Vulnerability – embrace your greatest strength

Publicerad 2020-10-19

Showing vulnerability is a challenge to our self-image, what we believe in, and this emotion also challenges our habitual patterns. We can ask ourselves what is it that’s being challenged? What are we afraid of? What may need to be changed to accept this insight? If we aren’t prepared to change our pattern the reaction can be panic or anger.

Vulnerability is not winning or losing; it’s having the courage to show up and be seen when we have no control over the outcome.

When looking at the structures in our society, it is not entirely uncommon for a person who has difficulty acknowledging his own vulnerability to use the vulnerability of others against them.

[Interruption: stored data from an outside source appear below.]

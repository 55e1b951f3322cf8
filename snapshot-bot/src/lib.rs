pub mod automation;
use chrono::Utc;

use crate::models::EarningsEvent;

/// Render a ranked list as an aligned plain-text table, one row per
/// event: ticker, company, date, EPS, estimated EPS, revenue and
/// estimated revenue. Revenue figures display in millions of dollars.
pub fn format_output(events: &[EarningsEvent]) -> String {
    let mut lines = Vec::new();
    lines.push(format!(
        "Earnings Calendar\nFetched: {} | Total: {}",
        Utc::now().format("%Y-%m-%d %H:%M UTC"),
        events.len()
    ));
    lines.push(String::new());
    lines.push(format!(
        "{:<8} {:<28} {:<12} {:>8} {:>10} {:>12} {:>12}",
        "Ticker", "Company", "Date", "EPS", "Est. EPS", "Revenue", "Est. Rev"
    ));

    for event in events {
        lines.push(format!(
            "{:<8} {:<28} {:<12} {:>8} {:>10} {:>12} {:>12}",
            event.ticker,
            clip(&event.company_name, 28),
            event.event_at.format("%Y-%m-%d"),
            fmt_dollars(event.eps),
            fmt_dollars(event.eps_est),
            fmt_millions(event.revenue),
            fmt_millions(event.revenue_est),
        ));
    }

    lines.join("\n")
}

fn fmt_dollars(value: Option<f64>) -> String {
    match value {
        Some(v) => format!("${v:.2}"),
        None => "-".to_string(),
    }
}

fn fmt_millions(value: Option<f64>) -> String {
    match value {
        Some(v) => format!("${:.2}M", v / 1_000_000.0),
        None => "-".to_string(),
    }
}

fn clip(name: &str, max: usize) -> String {
    if name.chars().count() <= max {
        name.to_string()
    } else {
        let cut: String = name.chars().take(max.saturating_sub(1)).collect();
        format!("{cut}…")
    }
}
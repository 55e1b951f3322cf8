use std::env;

use anyhow::{bail, Result};
use dotenv::dotenv;
use tracing::info;

use earnings_watch::service::calendar::{CalendarConfig, CalendarService};
use earnings_watch::service::report::format_output;

#[tokio::main]
async fn main() -> Result<()> {
    dotenv().ok();
    tracing_subscriber::fmt::init();

    let args: Vec<String> = env::args().collect();
    let (start, end) = match args.as_slice() {
        [_, start, end] => (start.as_str(), end.as_str()),
        _ => bail!("usage: earnings-watch <start-date> <end-date> (both %Y-%m-%d)"),
    };

    let config = CalendarConfig::from_env();
    info!(
        "Querying {} for {start}..{end} (cap {}, offset {} min)",
        config.base_url, config.rank_cap, config.offset_minutes
    );

    let service = CalendarService::new(config)?;
    let events = service.query(start, end).await?;

    if events.is_empty() {
        println!("No earnings events between {start} and {end}.");
        return Ok(());
    }

    println!("{}", format_output(&events));

    Ok(())
}
use std::env;
use std::path::{Path, PathBuf};
use std::sync::Arc;
use std::time::Duration;

use async_trait::async_trait;
use chrono::{NaiveDate, Timelike, Utc};
use once_cell::sync::Lazy;
use thiserror::Error;
use tokio::sync::Mutex;
use tokio::task::JoinHandle;
use tracing::{info, warn};

static LAST_SNAPSHOT_DATE: Lazy<Mutex<Option<NaiveDate>>> = Lazy::new(|| Mutex::new(None));

#[derive(Debug, Error)]
pub enum SnapshotError {
    #[error("snapshot request failed: {0}")]
    Request(String),
    #[error("render service returned status {status}")]
    Capture { status: u16 },
    #[error("mail relay returned status {status}")]
    Delivery { status: u16 },
}

/// Black-box page renderer: target URL in, full-page PNG bytes out.
#[async_trait]
pub trait PageCapture: Send + Sync {
    async fn capture(&self, url: &str) -> Result<Vec<u8>, SnapshotError>;
}

/// Black-box mail transport: attachment in, delivered to recipient.
#[async_trait]
pub trait SnapshotDelivery: Send + Sync {
    async fn deliver(
        &self,
        recipient: &str,
        subject: &str,
        filename: &str,
        bytes: Vec<u8>,
    ) -> Result<(), SnapshotError>;
}

/// Capture adapter over an HTTP render service.
pub struct RenderServiceCapture {
    client: reqwest::Client,
    endpoint: String,
}

impl RenderServiceCapture {
    pub fn new(endpoint: String) -> Result<Self, SnapshotError> {
        let client = reqwest::Client::builder()
            .timeout(Duration::from_secs(60)) // full-page renders are slow
            .build()
            .map_err(|e| SnapshotError::Request(format!("failed to build client: {e}")))?;

        Ok(Self { client, endpoint })
    }
}

#[async_trait]
impl PageCapture for RenderServiceCapture {
    async fn capture(&self, url: &str) -> Result<Vec<u8>, SnapshotError> {
        let resp = self
            .client
            .get(&self.endpoint)
            .query(&[
                ("url", url),
                ("fullPage", "true"),
                ("width", "1920"),
                ("height", "1080"),
            ])
            .send()
            .await
            .map_err(|e| SnapshotError::Request(format!("render request failed: {e}")))?;

        let status = resp.status();
        if !status.is_success() {
            warn!("render service returned status {status}");
            return Err(SnapshotError::Capture {
                status: status.as_u16(),
            });
        }

        let bytes = resp
            .bytes()
            .await
            .map_err(|e| SnapshotError::Request(format!("render body read failed: {e}")))?;

        Ok(bytes.to_vec())
    }
}

/// Delivery adapter over an HTTP mail relay.
pub struct MailRelayDelivery {
    client: reqwest::Client,
    endpoint: String,
}

impl MailRelayDelivery {
    pub fn new(endpoint: String) -> Result<Self, SnapshotError> {
        let client = reqwest::Client::builder()
            .timeout(Duration::from_secs(30))
            .build()
            .map_err(|e| SnapshotError::Request(format!("failed to build client: {e}")))?;

        Ok(Self { client, endpoint })
    }
}

#[async_trait]
impl SnapshotDelivery for MailRelayDelivery {
    async fn deliver(
        &self,
        recipient: &str,
        subject: &str,
        filename: &str,
        bytes: Vec<u8>,
    ) -> Result<(), SnapshotError> {
        let resp = self
            .client
            .post(&self.endpoint)
            .query(&[
                ("recipient", recipient),
                ("subject", subject),
                ("filename", filename),
            ])
            .header("Content-Type", "application/octet-stream")
            .body(bytes)
            .send()
            .await
            .map_err(|e| SnapshotError::Request(format!("relay request failed: {e}")))?;

        let status = resp.status();
        if !status.is_success() {
            warn!("mail relay returned status {status}");
            return Err(SnapshotError::Delivery {
                status: status.as_u16(),
            });
        }

        Ok(())
    }
}

/// One capture-and-deliver pass for the hosted calendar page.
///
/// The attachment carries the run date in its name. When an archive
/// directory is configured the bytes are also written there; archive
/// failures are logged but do not fail the run.
pub async fn run_snapshot(
    capture: &dyn PageCapture,
    delivery: &dyn SnapshotDelivery,
    page_url: &str,
    recipient: &str,
    archive_dir: Option<&Path>,
    today: NaiveDate,
) -> Result<(), SnapshotError> {
    info!("Capturing {page_url}");
    let bytes = capture.capture(page_url).await?;
    info!("Captured {} bytes", bytes.len());

    let filename = format!("earnings-calendar-{}.png", today.format("%Y-%m-%d"));

    if let Some(dir) = archive_dir {
        if let Err(err) = archive_snapshot(dir, &filename, &bytes).await {
            warn!("failed to archive snapshot to {}: {err}", dir.display());
        }
    }

    let subject = format!("Earnings calendar {}", today.format("%Y-%m-%d"));
    delivery
        .deliver(recipient, &subject, &filename, bytes)
        .await?;

    info!("Snapshot delivered to {recipient} as {filename}");
    Ok(())
}

async fn archive_snapshot(dir: &Path, filename: &str, bytes: &[u8]) -> std::io::Result<()> {
    tokio::fs::create_dir_all(dir).await?;
    tokio::fs::write(dir.join(filename), bytes).await
}

/// Spawn the daily snapshot poster (once per day inside the configured
/// UTC hour).
pub fn spawn_snapshot_poster(
    capture: Arc<dyn PageCapture>,
    delivery: Arc<dyn SnapshotDelivery>,
    page_url: String,
    recipient: String,
    archive_dir: Option<PathBuf>,
) -> Option<JoinHandle<()>> {
    if env::var("ENABLE_SNAPSHOT_POSTER")
        .map(|v| v == "0")
        .unwrap_or(false)
    {
        info!("Snapshot poster disabled via ENABLE_SNAPSHOT_POSTER=0");
        return None;
    }

    let post_hour = env::var("SNAPSHOT_HOUR_UTC")
        .ok()
        .and_then(|v| v.trim().parse::<u32>().ok())
        .filter(|h| *h < 24)
        .unwrap_or(21);

    info!("Starting snapshot poster for {page_url} at {post_hour:02}:00 UTC");

    Some(tokio::spawn(async move {
        let mut interval = tokio::time::interval(tokio::time::Duration::from_secs(60));
        loop {
            interval.tick().await;
            if should_post_now(post_hour).await {
                let today = Utc::now().date_naive();
                if let Err(e) = run_snapshot(
                    capture.as_ref(),
                    delivery.as_ref(),
                    &page_url,
                    &recipient,
                    archive_dir.as_deref(),
                    today,
                )
                .await
                {
                    warn!("snapshot poster iteration failed: {e}");
                }
            }
        }
    }))
}

async fn should_post_now(post_hour: u32) -> bool {
    let now = Utc::now();

    // Allow a small window to avoid missing the minute
    if !(now.hour() == post_hour && now.minute() < 5) {
        return false;
    }

    let today = now.date_naive();
    let mut last = LAST_SNAPSHOT_DATE.lock().await;
    if let Some(prev) = *last {
        if prev == today {
            return false;
        }
    }
    *last = Some(today);
    true
}
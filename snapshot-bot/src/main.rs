use std::env;
use std::path::PathBuf;
use std::sync::Arc;

use chrono::Utc;
use tracing::info;

use snapshot_bot::automation::snapshot::{
    self, MailRelayDelivery, PageCapture, RenderServiceCapture, SnapshotDelivery,
};

fn read_env_var(key: &str) -> Result<String, Box<dyn std::error::Error>> {
    let raw = env::var(key)?;
    let trimmed = raw.trim();
    if trimmed.is_empty() {
        return Err(format!("{key} is set but empty").into());
    }
    Ok(trimmed.to_string())
}

#[tokio::main]
async fn main() -> Result<(), Box<dyn std::error::Error>> {
    dotenvy::dotenv().ok();
    tracing_subscriber::fmt()
        .with_env_filter("info")
        .compact()
        .init();

    let page_url = read_env_var("SNAPSHOT_PAGE_URL")?;
    let renderer_url = read_env_var("RENDER_SERVICE_URL")?;
    let relay_url = read_env_var("MAIL_RELAY_URL")?;
    let recipient = read_env_var("MAIL_RECIPIENT")?;
    let archive_dir = env::var("SNAPSHOT_DIR")
        .ok()
        .map(|v| v.trim().to_string())
        .filter(|v| !v.is_empty())
        .map(PathBuf::from);

    let capture: Arc<dyn PageCapture> = Arc::new(RenderServiceCapture::new(renderer_url)?);
    let delivery: Arc<dyn SnapshotDelivery> = Arc::new(MailRelayDelivery::new(relay_url)?);

    if env::args().any(|arg| arg == "--once") {
        // Single pass; a failed run is fatal to that run.
        snapshot::run_snapshot(
            capture.as_ref(),
            delivery.as_ref(),
            &page_url,
            &recipient,
            archive_dir.as_deref(),
            Utc::now().date_naive(),
        )
        .await?;
        return Ok(());
    }

    match snapshot::spawn_snapshot_poster(capture, delivery, page_url, recipient, archive_dir) {
        Some(handle) => handle.await?,
        None => info!("snapshot poster not started; exiting"),
    }

    Ok(())
}
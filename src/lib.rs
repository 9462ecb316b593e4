#![doc = include_str!("../README.md")]
#![warn(missing_docs)]

/// Extension-based category classification.
pub mod classify;
/// Session configuration types.
pub mod config;
/// Centralized constants used across parser, sampler, and exports.
pub mod constants;
/// Batch export helpers (text, CSV, JSON, links).
pub mod export;
/// Listing-line parsing.
pub mod parser;
/// File record, record set, and batch types.
pub mod record;
/// Random single-pick and batch-draw sampling.
pub mod sampler;
/// Session state: record set, batch, and current selection.
pub mod session;
/// Folder and category aggregates over a record set.
pub mod stats;
/// Shared type aliases.
pub mod types;

mod errors;

pub use classify::Category;
pub use config::{entropy_seed, SessionConfig};
pub use errors::SessionError;
pub use export::{batch_csv, batch_json, batch_listing, link_for};
pub use parser::{parse, ParseSummary, ParsedListing};
pub use record::{Batch, FileRecord, RecordSet};
pub use sampler::BatchSampler;
pub use session::Session;
pub use stats::{category_counts, folder_breakdown, unique_folder_count, FolderBreakdown};
pub use types::{Extension, FolderPath, Handle, RecordId};
use chrono::{DateTime, Utc};
use serde::{Deserialize, Serialize};

use crate::classify::Category;

pub use crate::types::{Extension, FolderPath, Handle, RecordId};

/// Canonical record parsed from one listing line. Immutable once created.
#[derive(Clone, Debug, Serialize, Deserialize, PartialEq, Eq)]
pub struct FileRecord {
    /// 0-based position in the parse output; dense within one parse session.
    pub id: RecordId,
    /// Last path segment.
    pub file_name: String,
    /// Full path, `/`-prefixed with empty segments dropped.
    pub full_path: String,
    /// All segments except the last, `/`-prefixed; `/` for top-level files.
    pub folder_path: FolderPath,
    /// Lowercased extension after the final `.`, or empty when there is none.
    pub extension: Extension,
    /// Classification derived from `extension`.
    pub category: Category,
    /// Opaque resource identifier used to build shareable links.
    pub handle: Handle,
}

/// Ordered records from the most recent parse. Replaced wholesale by the next
/// parse or an explicit reset; never merged incrementally.
#[derive(Clone, Debug, Serialize, Deserialize)]
pub struct RecordSet {
    /// Records in parse order; positions match record ids.
    pub records: Vec<FileRecord>,
    /// When this set was parsed.
    pub captured_at: DateTime<Utc>,
}

impl RecordSet {
    /// Build a set from parse output, stamped with the current time.
    pub fn new(records: Vec<FileRecord>) -> Self {
        Self {
            records,
            captured_at: Utc::now(),
        }
    }

    /// Empty set, the initial session state.
    pub fn empty() -> Self {
        Self::new(Vec::new())
    }

    /// Number of records in the set.
    pub fn len(&self) -> usize {
        self.records.len()
    }

    /// True when the set holds no records.
    pub fn is_empty(&self) -> bool {
        self.records.is_empty()
    }
}

/// Unordered selection of distinct records drawn from the current record set.
/// Independent lifecycle from the set; always a subset of it by id.
#[derive(Clone, Debug, Default, Serialize, Deserialize)]
pub struct Batch {
    /// Selected records; no id appears twice.
    pub records: Vec<FileRecord>,
}

impl Batch {
    /// True when no records are selected.
    pub fn is_empty(&self) -> bool {
        self.records.is_empty()
    }

    /// Number of selected records.
    pub fn len(&self) -> usize {
        self.records.len()
    }

    /// True when a record with this id is already selected.
    pub fn contains_id(&self, id: RecordId) -> bool {
        self.records.iter().any(|record| record.id == id)
    }

    /// Put a record at the front unless its id is already present.
    pub fn prepend_unique(&mut self, record: FileRecord) {
        if !self.contains_id(record.id) {
            self.records.insert(0, record);
        }
    }

    /// Drop all selected records.
    pub fn clear(&mut self) {
        self.records.clear();
    }
}

#[cfg(test)]
mod tests {
    use super::*;
    use crate::parser;

    fn sample_record(id: RecordId, name: &str) -> FileRecord {
        let listing = format!("/folder/{name} <H:H{id}>");
        let mut record = parser::parse(&listing).records.remove(0);
        record.id = id;
        record
    }

    #[test]
    fn prepend_unique_skips_existing_ids() {
        let mut batch = Batch::default();
        batch.prepend_unique(sample_record(0, "a.txt"));
        batch.prepend_unique(sample_record(0, "a.txt"));
        assert_eq!(batch.len(), 1);
    }

    #[test]
    fn prepend_unique_puts_newest_first() {
        let mut batch = Batch::default();
        batch.prepend_unique(sample_record(0, "a.txt"));
        batch.prepend_unique(sample_record(1, "b.txt"));
        assert_eq!(batch.records[0].id, 1);
        assert_eq!(batch.records[1].id, 0);
    }

    #[test]
    fn record_set_replaces_wholesale() {
        let set = RecordSet::new(vec![sample_record(0, "a.txt")]);
        assert_eq!(set.len(), 1);
        let replacement = RecordSet::empty();
        assert!(replacement.is_empty());
    }
}
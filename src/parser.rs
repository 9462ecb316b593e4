//! Listing-line parsing for pasted cloud-storage output.
//!
//! Input is heterogeneous terminal text: shell prompts, banners, and blank
//! lines mixed with listing lines shaped like
//! `/videos/trip/clip1.mp4   <H:AbCd1234XyZ>`. Only lines carrying a `<H:`
//! marker are candidates; everything else is skipped silently. Parsing never
//! fails — malformed candidates are dropped, and an empty result is the
//! caller's cue to show one aggregate warning.

use serde::Serialize;
use tracing::debug;

use crate::classify::Category;
use crate::constants::parser::{HANDLE_CLOSE, HANDLE_OPEN, PATH_SEPARATOR};
use crate::record::FileRecord;
use crate::types::RecordId;

/// Per-parse accounting so callers can surface a single aggregate warning
/// instead of per-line errors.
#[derive(Clone, Copy, Debug, Default, Serialize, PartialEq, Eq)]
pub struct ParseSummary {
    /// Lines seen in the input, including noise.
    pub total_lines: usize,
    /// Lines containing the `<H:` marker.
    pub candidate_lines: usize,
    /// Records produced. Always `<= candidate_lines`.
    pub records: usize,
}

/// Parse output: records in input order plus accounting.
#[derive(Clone, Debug, Default)]
pub struct ParsedListing {
    /// Records in input order; ids are dense `0..records.len()`.
    pub records: Vec<FileRecord>,
    /// Line accounting for this parse.
    pub summary: ParseSummary,
}

/// Parse a pasted listing into records. Never errors; unmatched lines are
/// dropped. Ids are assigned by output position, so skipped lines do not
/// consume ids.
pub fn parse(text: &str) -> ParsedListing {
    let mut records = Vec::new();
    let mut summary = ParseSummary::default();

    for line in text.lines() {
        summary.total_lines += 1;
        if !line.contains(HANDLE_OPEN) {
            continue;
        }
        summary.candidate_lines += 1;
        match parse_line(line, records.len()) {
            Some(record) => records.push(record),
            None => debug!(line, "skipping malformed listing line"),
        }
    }

    summary.records = records.len();
    ParsedListing { records, summary }
}

/// Grammar: `<path><whitespace>+<H:handle>` anchored at both ends after
/// trimming. Checked explicitly rather than with a non-greedy regex; the last
/// `<H:` token wins, matching the regex's anchored non-greedy path capture.
fn parse_line(line: &str, id: RecordId) -> Option<FileRecord> {
    let trimmed = line.trim();
    let open = trimmed.rfind(HANDLE_OPEN)?;
    let token = &trimmed[open + HANDLE_OPEN.len()..];
    let close = token.find(HANDLE_CLOSE)?;
    // Anchored at the end: nothing may follow the closing delimiter.
    if !token[close + HANDLE_CLOSE.len_utf8()..].is_empty() {
        return None;
    }
    let handle = &token[..close];

    // At least one whitespace must separate the path from the handle token.
    let path_part = &trimmed[..open];
    if !path_part.ends_with(char::is_whitespace) {
        return None;
    }

    build_record(id, path_part.trim(), handle)
}

fn build_record(id: RecordId, path: &str, handle: &str) -> Option<FileRecord> {
    let segments: Vec<&str> = path
        .split(PATH_SEPARATOR)
        .filter(|segment| !segment.is_empty())
        .collect();
    // A path of only slashes (or nothing) yields zero segments.
    let file_name = (*segments.last()?).to_string();

    let full_path = format!("/{}", segments.join("/"));
    let folder_path = if segments.len() == 1 {
        String::from("/")
    } else {
        format!("/{}", segments[..segments.len() - 1].join("/"))
    };
    let extension = file_name
        .rfind('.')
        .map(|dot| file_name[dot + 1..].to_lowercase())
        .unwrap_or_default();
    let category = Category::from_extension(&extension);

    Some(FileRecord {
        id,
        file_name,
        full_path,
        folder_path,
        extension,
        category,
        handle: handle.to_string(),
    })
}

You have to trust the members of your group to be able to acknowledge vulnerability and feel that it is not going to ge used in a wrong way.

This is so contrary to what is happening in many groups in our competitive society. Sadly, because I think people who dare to show their soft sides and dare to trust the good intentions of others are people who dare to experiment and throw themselves into uncharted waters. But then you have to be able to trust your group/peers.

I give you Camille’s story about Kenneth (my husband) and Bailarino. This is about vulnerability for both humans and horses.

This story about a horse can easily be transferred to a situation with a youngster/human.

Channeling With Horses by Camille Dareau

 The more we work with horses, the more we understand a fundamental point. Horses understand flow. Maybe this has a connection with the fact that they are prey animals and flight is their security. It must also be a reflection of their higher energy and their engagement with life. For horses, movement is one of their greatest resources. They express themselves fully when they are uninhibited and free. Their physical body is adapted for it and their mind is balanced when they can go. This is why training must be about channeling and not stifling that movement.

 Bailarino is a majestic young stallion we met in Sweden. His story is a perfect illustration of this concept of channeling. He has recently become old (hormonal) enough to begin fighting in earnest with his fellow stallion Aciano. His breeder Ann-Britt had to separate them, and so he was in quite a frustrated state of mind, which spilled out into his connection with his human handlers. Kenneth had been advised even before this situation arose to control him by keeping him out of his personal space, and the only way to do that was to create some tension between them with the lunge whip.

 The first thing we were working on was to allow that a horse IS welcome in our personal space, and we are happy with that because we trust them. At a deep level we have to accept that we are safe in the presence of another being, whether it is a cat or a stallion. Our trust must come first, otherwise there is no solid platform to build our relationship upon. It is important to be honest with ourselves, and become aware of any fear we have – which is perfectly natural – but which also limits our connection. Acknowledgment is the way towards release.

 When Kenneth allowed Bailarino into his space, he took it as an invitation to play (fight). That playing had been recently evolving into serious fighting with the other stallion, and although he understood that it wasn’t appropriate to fight (full-on) with a person, he didn’t just know what to do with his energy, and his frustration spilled over sometimes. Not only that, when he was given the opportunity to relax and feel at ease with a person, he also began to feel playful again, because this was the only channel he knew for his energy. Our job was to open a new channel and close off the inappropriate one.

 Closing off the ’play’ channel was about either ignoring the behaviour associated with it, or transforming it into a different format. That meant when Bailarino wanted to bite and throw himself around, instead of punishing him for that, or driving him away, it was important to make a (comfort-inducing) physical connection and join that up with a request for him to yield. It’s a bit like being a big, calm sponge which is absorbing his tension, his agitation and his inappropriate behaviour and altering it’s turbulent energy into streamlined energy. This was achieved with him by touching in a massaging/embracing way and when he crossed a boundary to make contact with that part of him and ’shepherd’ him back to the boundary. It is important to feel the difference between creating separation and creating a friendly connection. Driving him away would create a separation, whereas influencing him to alter the direction of his energy would create a new channel.

 The channel we wanted to open for Bailarino was showing him how to use his body to move straight, and then engage his postural ring and eventually come into self carriage. We were just at the very beginning of forming the channel at all, and for him it was a big deal to consider yielding in this way! He was trying to work out if it was a challenge, and it made him feel vulnerable at first. That is why it was so important for Kenneth to be the first one to become vulnerable, otherwise Bailarino would never have been able to match that energy, and expose himself.

 Bit by bit he would gain confidence in the fact that he could use all of his energy, and no-one wanted to block him, or reduce him in any way or keep him at a distance. Tension was neither used as a tool or accepted in ourselves, and he was discovering that being in the same energetic space with a human was a secure and fulfilling experience, because his needs were being understood. It is also a fulfilling experience for us because we can become a facilitator, a catalyst through which all that powerful and marvelous movement can flow.